EXERCISE DESCRIPTION: Return each line of the entries that holds the string "struct".

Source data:

* * * *

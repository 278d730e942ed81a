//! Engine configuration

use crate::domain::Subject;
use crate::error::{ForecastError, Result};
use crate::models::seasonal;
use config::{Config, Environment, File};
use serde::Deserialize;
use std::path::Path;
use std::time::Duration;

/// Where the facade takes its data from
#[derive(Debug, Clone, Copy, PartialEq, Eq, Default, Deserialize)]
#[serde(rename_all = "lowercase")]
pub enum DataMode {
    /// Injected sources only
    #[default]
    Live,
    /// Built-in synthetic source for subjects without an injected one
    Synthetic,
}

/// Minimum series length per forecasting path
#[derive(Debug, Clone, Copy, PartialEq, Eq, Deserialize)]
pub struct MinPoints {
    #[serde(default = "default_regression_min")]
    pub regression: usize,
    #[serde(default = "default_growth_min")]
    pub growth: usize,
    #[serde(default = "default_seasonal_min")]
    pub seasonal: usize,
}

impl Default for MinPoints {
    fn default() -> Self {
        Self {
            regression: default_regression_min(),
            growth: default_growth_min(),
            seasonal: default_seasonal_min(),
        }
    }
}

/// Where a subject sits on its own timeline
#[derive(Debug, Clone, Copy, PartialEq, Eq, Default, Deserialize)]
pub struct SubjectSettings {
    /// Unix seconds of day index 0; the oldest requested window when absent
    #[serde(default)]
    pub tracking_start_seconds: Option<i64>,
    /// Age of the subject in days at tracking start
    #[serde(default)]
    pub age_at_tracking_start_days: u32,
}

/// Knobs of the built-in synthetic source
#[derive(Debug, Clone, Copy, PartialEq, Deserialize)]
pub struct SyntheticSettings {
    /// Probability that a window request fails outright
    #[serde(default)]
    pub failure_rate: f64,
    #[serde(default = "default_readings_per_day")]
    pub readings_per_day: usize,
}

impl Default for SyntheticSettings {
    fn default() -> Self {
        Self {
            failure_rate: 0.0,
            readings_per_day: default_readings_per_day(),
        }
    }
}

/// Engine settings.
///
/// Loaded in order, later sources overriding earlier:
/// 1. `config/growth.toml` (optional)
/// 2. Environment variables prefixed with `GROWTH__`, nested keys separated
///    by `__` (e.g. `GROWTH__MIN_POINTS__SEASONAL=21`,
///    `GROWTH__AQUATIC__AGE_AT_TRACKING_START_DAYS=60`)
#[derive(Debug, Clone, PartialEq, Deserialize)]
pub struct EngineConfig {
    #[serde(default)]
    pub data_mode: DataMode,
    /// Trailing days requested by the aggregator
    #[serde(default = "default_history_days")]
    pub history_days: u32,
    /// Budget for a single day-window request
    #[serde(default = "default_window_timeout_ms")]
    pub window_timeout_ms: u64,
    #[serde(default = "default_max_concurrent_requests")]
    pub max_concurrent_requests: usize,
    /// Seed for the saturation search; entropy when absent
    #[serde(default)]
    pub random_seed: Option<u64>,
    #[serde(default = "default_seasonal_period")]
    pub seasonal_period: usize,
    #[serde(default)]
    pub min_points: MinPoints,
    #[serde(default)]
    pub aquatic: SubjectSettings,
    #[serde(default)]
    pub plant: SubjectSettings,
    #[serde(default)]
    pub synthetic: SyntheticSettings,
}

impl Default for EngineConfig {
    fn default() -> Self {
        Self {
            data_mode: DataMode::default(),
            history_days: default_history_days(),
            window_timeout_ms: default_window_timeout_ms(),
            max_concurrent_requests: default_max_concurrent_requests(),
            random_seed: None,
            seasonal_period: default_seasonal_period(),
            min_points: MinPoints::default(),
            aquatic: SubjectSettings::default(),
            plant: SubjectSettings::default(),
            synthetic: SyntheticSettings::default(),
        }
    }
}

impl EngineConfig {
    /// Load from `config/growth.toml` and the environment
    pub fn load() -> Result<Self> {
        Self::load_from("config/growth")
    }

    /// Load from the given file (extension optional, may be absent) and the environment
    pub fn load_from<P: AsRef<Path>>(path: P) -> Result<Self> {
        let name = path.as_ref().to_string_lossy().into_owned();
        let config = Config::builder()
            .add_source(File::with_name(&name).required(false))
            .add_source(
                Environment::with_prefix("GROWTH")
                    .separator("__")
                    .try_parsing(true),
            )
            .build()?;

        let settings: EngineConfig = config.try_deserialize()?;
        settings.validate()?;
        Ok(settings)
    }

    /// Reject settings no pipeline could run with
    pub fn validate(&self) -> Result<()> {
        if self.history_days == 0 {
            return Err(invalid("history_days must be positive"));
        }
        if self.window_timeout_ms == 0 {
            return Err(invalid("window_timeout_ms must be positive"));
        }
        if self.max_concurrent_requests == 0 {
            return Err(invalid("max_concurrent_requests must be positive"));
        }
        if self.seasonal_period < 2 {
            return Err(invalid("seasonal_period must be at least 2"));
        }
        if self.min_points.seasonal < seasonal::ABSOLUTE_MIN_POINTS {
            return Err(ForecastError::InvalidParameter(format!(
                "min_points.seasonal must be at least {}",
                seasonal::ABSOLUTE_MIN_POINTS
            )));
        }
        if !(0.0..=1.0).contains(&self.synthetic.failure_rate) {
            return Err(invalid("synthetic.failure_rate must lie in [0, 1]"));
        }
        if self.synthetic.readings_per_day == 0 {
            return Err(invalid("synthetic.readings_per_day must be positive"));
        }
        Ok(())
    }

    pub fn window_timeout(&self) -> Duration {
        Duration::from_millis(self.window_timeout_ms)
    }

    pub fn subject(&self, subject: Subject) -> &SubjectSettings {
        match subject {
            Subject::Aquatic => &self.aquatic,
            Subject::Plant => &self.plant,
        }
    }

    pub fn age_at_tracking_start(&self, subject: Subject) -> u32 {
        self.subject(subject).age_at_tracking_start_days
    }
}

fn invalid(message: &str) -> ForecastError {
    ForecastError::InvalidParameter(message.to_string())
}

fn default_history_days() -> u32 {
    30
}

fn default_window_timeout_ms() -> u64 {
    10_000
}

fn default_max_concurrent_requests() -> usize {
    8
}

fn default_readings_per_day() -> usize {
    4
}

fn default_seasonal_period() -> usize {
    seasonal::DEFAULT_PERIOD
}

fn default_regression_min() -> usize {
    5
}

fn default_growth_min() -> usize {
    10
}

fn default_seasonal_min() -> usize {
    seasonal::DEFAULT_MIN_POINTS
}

* * * *

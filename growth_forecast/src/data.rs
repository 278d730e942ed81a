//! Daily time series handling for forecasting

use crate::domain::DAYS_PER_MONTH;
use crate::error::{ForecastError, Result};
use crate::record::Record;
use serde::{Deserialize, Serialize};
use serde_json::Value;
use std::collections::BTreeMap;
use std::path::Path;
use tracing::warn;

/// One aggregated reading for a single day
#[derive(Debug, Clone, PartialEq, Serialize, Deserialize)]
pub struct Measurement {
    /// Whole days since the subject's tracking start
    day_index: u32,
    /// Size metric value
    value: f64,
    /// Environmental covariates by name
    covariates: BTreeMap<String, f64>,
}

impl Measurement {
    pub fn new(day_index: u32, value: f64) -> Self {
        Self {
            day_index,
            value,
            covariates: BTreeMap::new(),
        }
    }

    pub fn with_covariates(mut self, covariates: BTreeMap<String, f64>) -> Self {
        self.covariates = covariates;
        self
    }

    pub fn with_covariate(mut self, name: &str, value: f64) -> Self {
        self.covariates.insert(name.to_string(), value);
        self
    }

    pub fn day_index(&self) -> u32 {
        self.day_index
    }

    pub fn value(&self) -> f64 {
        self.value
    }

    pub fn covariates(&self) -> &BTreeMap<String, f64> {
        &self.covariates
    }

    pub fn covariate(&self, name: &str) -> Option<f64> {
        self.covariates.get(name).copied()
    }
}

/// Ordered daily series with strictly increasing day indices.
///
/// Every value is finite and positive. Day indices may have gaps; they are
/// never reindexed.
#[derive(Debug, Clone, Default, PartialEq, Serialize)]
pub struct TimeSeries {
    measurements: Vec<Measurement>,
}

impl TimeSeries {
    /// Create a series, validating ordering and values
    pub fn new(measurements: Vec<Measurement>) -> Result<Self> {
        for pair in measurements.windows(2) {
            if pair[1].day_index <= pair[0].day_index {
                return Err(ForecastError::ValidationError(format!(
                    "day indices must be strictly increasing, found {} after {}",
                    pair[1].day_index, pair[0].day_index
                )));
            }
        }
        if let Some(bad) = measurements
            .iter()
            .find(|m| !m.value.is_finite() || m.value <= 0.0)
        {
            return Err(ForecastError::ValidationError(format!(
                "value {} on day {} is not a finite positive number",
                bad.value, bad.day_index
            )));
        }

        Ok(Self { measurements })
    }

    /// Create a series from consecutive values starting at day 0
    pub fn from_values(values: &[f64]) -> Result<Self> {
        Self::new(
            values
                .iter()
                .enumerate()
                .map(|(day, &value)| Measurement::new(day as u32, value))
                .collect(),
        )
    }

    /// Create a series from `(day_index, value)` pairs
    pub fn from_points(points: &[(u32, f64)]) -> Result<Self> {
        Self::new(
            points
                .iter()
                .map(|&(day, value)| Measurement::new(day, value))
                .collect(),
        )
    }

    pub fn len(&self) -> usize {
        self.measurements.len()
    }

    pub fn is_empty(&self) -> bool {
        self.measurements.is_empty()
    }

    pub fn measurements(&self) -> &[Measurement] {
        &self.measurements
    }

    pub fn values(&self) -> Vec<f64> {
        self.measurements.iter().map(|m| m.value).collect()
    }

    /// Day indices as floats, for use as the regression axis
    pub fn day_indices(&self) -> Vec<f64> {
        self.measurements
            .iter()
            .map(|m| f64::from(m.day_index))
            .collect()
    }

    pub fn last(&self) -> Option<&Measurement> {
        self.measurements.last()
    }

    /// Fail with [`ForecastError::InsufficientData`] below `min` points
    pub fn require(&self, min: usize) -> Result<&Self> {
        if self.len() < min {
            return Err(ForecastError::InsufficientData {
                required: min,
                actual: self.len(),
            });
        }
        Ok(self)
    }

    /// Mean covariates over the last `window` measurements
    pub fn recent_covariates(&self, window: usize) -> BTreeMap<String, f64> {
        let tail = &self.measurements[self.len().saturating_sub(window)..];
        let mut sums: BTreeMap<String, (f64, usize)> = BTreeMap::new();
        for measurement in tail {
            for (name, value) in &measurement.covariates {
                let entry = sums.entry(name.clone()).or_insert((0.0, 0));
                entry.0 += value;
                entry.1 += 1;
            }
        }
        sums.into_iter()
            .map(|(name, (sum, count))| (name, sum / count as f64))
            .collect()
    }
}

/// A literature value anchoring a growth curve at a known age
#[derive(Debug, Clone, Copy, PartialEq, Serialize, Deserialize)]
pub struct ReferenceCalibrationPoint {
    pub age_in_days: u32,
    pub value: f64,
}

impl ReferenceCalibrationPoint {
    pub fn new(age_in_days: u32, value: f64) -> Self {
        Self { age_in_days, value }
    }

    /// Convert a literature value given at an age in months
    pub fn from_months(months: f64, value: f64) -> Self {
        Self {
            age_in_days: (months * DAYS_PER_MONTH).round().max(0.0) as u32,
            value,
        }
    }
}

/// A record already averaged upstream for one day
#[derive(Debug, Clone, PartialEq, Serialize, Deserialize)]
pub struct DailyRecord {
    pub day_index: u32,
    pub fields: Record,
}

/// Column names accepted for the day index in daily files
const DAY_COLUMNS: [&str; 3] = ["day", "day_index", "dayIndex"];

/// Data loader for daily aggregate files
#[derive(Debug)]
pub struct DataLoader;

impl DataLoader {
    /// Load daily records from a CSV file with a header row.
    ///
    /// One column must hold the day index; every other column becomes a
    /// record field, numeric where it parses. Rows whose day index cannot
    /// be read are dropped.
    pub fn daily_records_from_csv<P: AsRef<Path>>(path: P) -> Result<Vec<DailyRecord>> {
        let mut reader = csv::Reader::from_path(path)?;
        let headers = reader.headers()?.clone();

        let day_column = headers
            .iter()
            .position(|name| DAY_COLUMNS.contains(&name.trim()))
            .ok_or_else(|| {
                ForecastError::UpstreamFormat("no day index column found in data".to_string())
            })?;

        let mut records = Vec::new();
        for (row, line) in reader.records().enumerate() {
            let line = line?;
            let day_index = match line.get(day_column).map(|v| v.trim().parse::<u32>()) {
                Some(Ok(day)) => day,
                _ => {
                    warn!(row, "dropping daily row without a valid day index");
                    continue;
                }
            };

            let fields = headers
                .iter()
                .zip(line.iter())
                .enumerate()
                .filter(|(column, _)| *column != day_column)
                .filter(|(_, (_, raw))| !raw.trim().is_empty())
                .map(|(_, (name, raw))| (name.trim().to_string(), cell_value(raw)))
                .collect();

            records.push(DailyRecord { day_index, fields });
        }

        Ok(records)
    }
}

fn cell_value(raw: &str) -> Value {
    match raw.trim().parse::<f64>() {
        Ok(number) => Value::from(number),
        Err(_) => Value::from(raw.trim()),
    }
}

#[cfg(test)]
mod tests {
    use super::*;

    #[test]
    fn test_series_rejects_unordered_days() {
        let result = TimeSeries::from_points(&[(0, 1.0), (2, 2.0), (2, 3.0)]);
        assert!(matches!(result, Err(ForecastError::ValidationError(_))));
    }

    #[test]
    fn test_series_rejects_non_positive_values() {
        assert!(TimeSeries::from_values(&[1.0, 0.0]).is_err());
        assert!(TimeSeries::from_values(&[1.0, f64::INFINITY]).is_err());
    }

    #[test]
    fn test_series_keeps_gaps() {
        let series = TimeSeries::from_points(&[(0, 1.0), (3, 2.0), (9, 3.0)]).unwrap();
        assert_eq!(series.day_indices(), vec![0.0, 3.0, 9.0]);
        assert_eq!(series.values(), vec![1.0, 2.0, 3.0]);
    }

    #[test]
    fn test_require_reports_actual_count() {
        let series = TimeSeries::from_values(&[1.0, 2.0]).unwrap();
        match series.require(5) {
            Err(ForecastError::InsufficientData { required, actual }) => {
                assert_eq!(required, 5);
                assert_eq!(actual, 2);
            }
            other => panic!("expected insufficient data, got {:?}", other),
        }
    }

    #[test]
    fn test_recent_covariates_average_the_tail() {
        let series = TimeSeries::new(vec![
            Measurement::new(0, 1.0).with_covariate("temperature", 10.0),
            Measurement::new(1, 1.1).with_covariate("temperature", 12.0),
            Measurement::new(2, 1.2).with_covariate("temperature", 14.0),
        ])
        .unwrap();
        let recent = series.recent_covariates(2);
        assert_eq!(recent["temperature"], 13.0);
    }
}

* * * *

PROBLEM SOLUTION:
pub struct MinPoints {
pub struct SubjectSettings {
pub struct SyntheticSettings {
pub struct EngineConfig {
pub struct Measurement {
pub struct TimeSeries {
pub struct ReferenceCalibrationPoint {
pub struct DailyRecord {
pub struct DataLoader;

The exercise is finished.